Michael Sheringham, Michel Foucault, Pierre Rivière and the Archival Imaginary’, Comparative Critical Studies 8.2–3 (2011): 235–257.
Introduction
Apart from his inaugural lecture, the first published fruits of Michel Foucault’s election to the Collège de France in 1970 derived from a seminar on the interaction of medical discourses and penal reform, which centred on the archive of a horrific murder case that had taken place in rural Normandy in 1835. The book, entitled Moi, Pierre Rivière, ayant égorgé ma mère, ma soeur et mon frère . . . un cas de parricide au dix-neuvième siècle présenté par Michel Foucault (1973), assembled a remarkably full dossier of materials that had been preserved in the archives of the Calvados region at Caen.
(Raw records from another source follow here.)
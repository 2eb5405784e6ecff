// Copyright 2024 Build Core Contributors.
// Licensed under the Apache License, Version 2.0 (see LICENSE).

use std::collections::BTreeMap;
use std::sync::Arc;
use std::time::Duration;

use async_trait::async_trait;
use common::{ArtifactDescription, ObjectInfo, ObjectType};
use execution::remote::{RemoteApi, RemoteExecutionConfig};
use execution::tree_ops::compute_tree_overlay;
use execution::{
    ArtifactBlob, CacheFlag, ExecutionApi, ExecutionResponse, NamedArtifact,
    DEFAULT_EXECUTION_TIMEOUT,
};
use graph::{ActionNode, ArtifactNode, DependencyGraph, NodeProcessor};
use hashing::{Digest, HashType};

use crate::context::ExecutionContext;

/// Stateless helpers shared by the executor and the rebuilder.
pub(crate) struct ExecutorImpl;
// Copyright 2024 Build Core Contributors.
// Licensed under the Apache License, Version 2.0 (see LICENSE).

//! The tree-overlay primitive: merging two trees into one.

use bytes::Bytes;
use common::{ObjectInfo, ObjectType};
use futures::future::BoxFuture;
use futures::FutureExt;
use store::tree::{serialize_entries, TreeEntry};

use crate::api::ExecutionApi;
use crate::blob::ArtifactBlob;

/// Overlay `overlay` onto `base`: entries of the overlay win on conflicts,
/// except that two trees at the same name are merged recursively. With
/// `disjoint` set, any conflict that is not resolved by recursion (or by the
/// entries being identical) is an error.
///
/// Newly created tree objects are uploaded to the backend as they are built,
/// so the returned tree is immediately readable there.
pub async fn compute_tree_overlay(
    api: &dyn ExecutionApi,
    base: &ObjectInfo,
    overlay: &ObjectInfo,
    disjoint: bool,
) -> Result<ObjectInfo, String> {
    if !base.object_type.is_tree() || !overlay.object_type.is_tree() {
        return Err("Tree overlay requires tree inputs".to_owned());
    }
    let digest = overlay_trees(api, base.digest, overlay.digest, disjoint).await?;
    Ok(ObjectInfo::new(digest, ObjectType::Tree))
}

fn overlay_trees<'a>(
    api: &'a dyn ExecutionApi,
    base: hashing::Digest,
    overlay: hashing::Digest,
    disjoint: bool,
) -> BoxFuture<'a, Result<hashing::Digest, String>> {
    async move {
        if base.hash == overlay.hash {
            return Ok(base);
        }

        let base_entries = api.read_tree_entries(&base).await?;
        let overlay_entries = api.read_tree_entries(&overlay).await?;

        let mut merged: Vec<TreeEntry> = Vec::with_capacity(base_entries.len());
        let mut overlay_by_name: std::collections::BTreeMap<String, TreeEntry> = overlay_entries
            .into_iter()
            .map(|entry| (entry.name.clone(), entry))
            .collect();

        for base_entry in base_entries {
            match overlay_by_name.remove(&base_entry.name) {
                None => merged.push(base_entry),
                Some(overlay_entry) => {
                    if base_entry.digest.hash == overlay_entry.digest.hash
                        && base_entry.object_type == overlay_entry.object_type
                    {
                        merged.push(overlay_entry);
                    } else if base_entry.object_type.is_tree()
                        && overlay_entry.object_type.is_tree()
                    {
                        let child = overlay_trees(
                            api,
                            base_entry.digest,
                            overlay_entry.digest,
                            disjoint,
                        )
                        .await?;
                        merged.push(TreeEntry::new(
                            overlay_entry.name,
                            child,
                            ObjectType::Tree,
                        ));
                    } else if disjoint {
                        return Err(format!(
                            "Conflict at {:?} in disjoint tree overlay",
                            base_entry.name
                        ));
                    } else {
                        merged.push(overlay_entry);
                    }
                }
            }
        }
        merged.extend(overlay_by_name.into_values());

        let (bytes, digest) = serialize_entries(api.hash_function(), merged)?;
        api.upload(
            vec![ArtifactBlob::tree_from_bytes(
                api.hash_function(),
                Bytes::from(bytes),
            )],
            true,
        )
        .await?;
        Ok(digest)
    }
    .boxed()
}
After a brief introduction by Foucault, the book comprised: legal documents from the investigation and trial of the eighteen-year-old Pierre Rivière, who had carried out the slaughter; witness statements by inhabitants of the tiny hamlet La Faucterie, near Aunay, not far from Vire, where the events had taken place; conflicting medical reports on the mental condition of the murderer; articles from local newspapers such as Le Pilote du Calvados on the various phases of the affair; and finally an extraordinary memoir in which the murderer, who had been provided with writing materials in prison, first gave a detailed account of the circumstances that had led to his terrible act – cutting down his mother and siblings with a bill-hook – and, secondly, provided an autobiographical account of his actions before and after the crime.